Added a function to parse str.format() mini-language specifiers
I'd like to add a function (or method) to parse str.format()'s standard mini-language format specifiers. It's hard to get right, and if PEP 378 is accepted, it gets more complex. The primary use case is for non-builtin numeric types that want to add __format__, and want it to support the same mini-language that the built in types support. For example see issue 2110, where Mark Dickinson implements his own version for Decimal, and suggests it be moved elsewhere. This function exists in Objects/stringlib/formatter.h, and will just need to be exposed to Python code. I propose a function that takes a single str (or unicode) and returns a named tuple with the appropriate values filled in. So, is such a function desirable, and if so, where would it go? I could expose it through the string module, which is where the sort-of-related Formatter class lives. It could be a method on str and unicode, but I'm not sure that's most appropriate. Eric.

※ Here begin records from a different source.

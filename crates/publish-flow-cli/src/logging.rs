// crates/publish-flow-cli/src/logging.rs
// ============================================================================
// Module: CLI Logging
// Description: Tracing subscriber setup for the publish-flow binary.
// Purpose: Route structured logs to stderr in human or JSON form.
// Dependencies: clap, thiserror, tracing-subscriber
// ============================================================================

//! ## Overview
//! Logs always go to stderr so that JSON written to stdout stays parseable.
//! The filter defaults to `info`, `--verbose` raises it to `debug`, and
//! [`LOG_ENV_VAR`] replaces it entirely with an `EnvFilter` directive.

// ============================================================================
// SECTION: Imports
// ============================================================================

use clap::ValueEnum;
use thiserror::Error;
use tracing_subscriber::EnvFilter;
use tracing_subscriber::fmt;
use tracing_subscriber::layer::SubscriberExt;
use tracing_subscriber::util::SubscriberInitExt;

// ============================================================================
// SECTION: Types
// ============================================================================

/// Environment variable holding an `EnvFilter` directive.
pub const LOG_ENV_VAR: &str = "PUBLISH_FLOW_LOG";

/// Log line format.
#[derive(Debug, Clone, Copy, Default, PartialEq, Eq, ValueEnum)]
pub enum LogFormat {
    /// Human-readable lines.
    #[default]
    Human,
    /// One JSON object per line.
    Json,
}

/// Logging setup errors.
#[derive(Debug, Error)]
pub enum LoggingError {
    /// The filter directive is malformed.
    #[error("invalid {LOG_ENV_VAR} directive: {0}")]
    Filter(String),
    /// A global subscriber is already installed.
    #[error("subscriber already installed: {0}")]
    Install(String),
}

// ============================================================================
// SECTION: Setup
// ============================================================================

/// Builds the level filter from the verbosity flag and the env directive.
///
/// # Errors
///
/// Returns [`LoggingError::Filter`] when `directive` cannot be parsed.
pub fn build_filter(verbose: bool, directive: Option<&str>) -> Result<EnvFilter, LoggingError> {
    match directive.map(str::trim).filter(|value| !value.is_empty()) {
        Some(value) => {
            EnvFilter::try_new(value).map_err(|err| LoggingError::Filter(err.to_string()))
        }
        None if verbose => Ok(EnvFilter::new("debug")),
        None => Ok(EnvFilter::new("info")),
    }
}

/// Installs the global subscriber.
///
/// # Errors
///
/// Returns [`LoggingError`] when the filter is invalid or a subscriber is
/// already installed.
pub fn init_logging(
    verbose: bool,
    format: LogFormat,
    directive: Option<&str>,
) -> Result<(), LoggingError> {
    let filter = build_filter(verbose, directive)?;
    let registry = tracing_subscriber::registry().with(filter);
    let installed = match format {
        LogFormat::Human => registry.with(fmt::layer().with_writer(std::io::stderr)).try_init(),
        LogFormat::Json => {
            registry.with(fmt::layer().json().with_writer(std::io::stderr)).try_init()
        }
    };
    installed.map_err(|err| LoggingError::Install(err.to_string()))
}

The subject shouldn't have said "Added". It's not a done deal! Eric. Eric Smith wrote:
I'd like to add a function (or method) to parse str.format()'s standard mini-language format specifiers. It's hard to get right, and if PEP 378 is accepted, it gets more complex.
The primary use case is for non-builtin numeric types that want to add __format__, and want it to support the same mini-language that the built in types support. For example see issue 2110, where Mark Dickinson implements his own version for Decimal, and suggests it be moved elsewhere.
This function exists in Objects/stringlib/formatter.h, and will just need to be exposed to Python code. I propose a function that takes a single str (or unicode) and returns a named tuple with the appropriate values filled in.
So, is such a function desirable, and if so, where would it go? I could expose it through the string module, which is where the sort-of-related Formatter class lives.
It could be a method on str and unicode, but I'm not sure that's most appropriate.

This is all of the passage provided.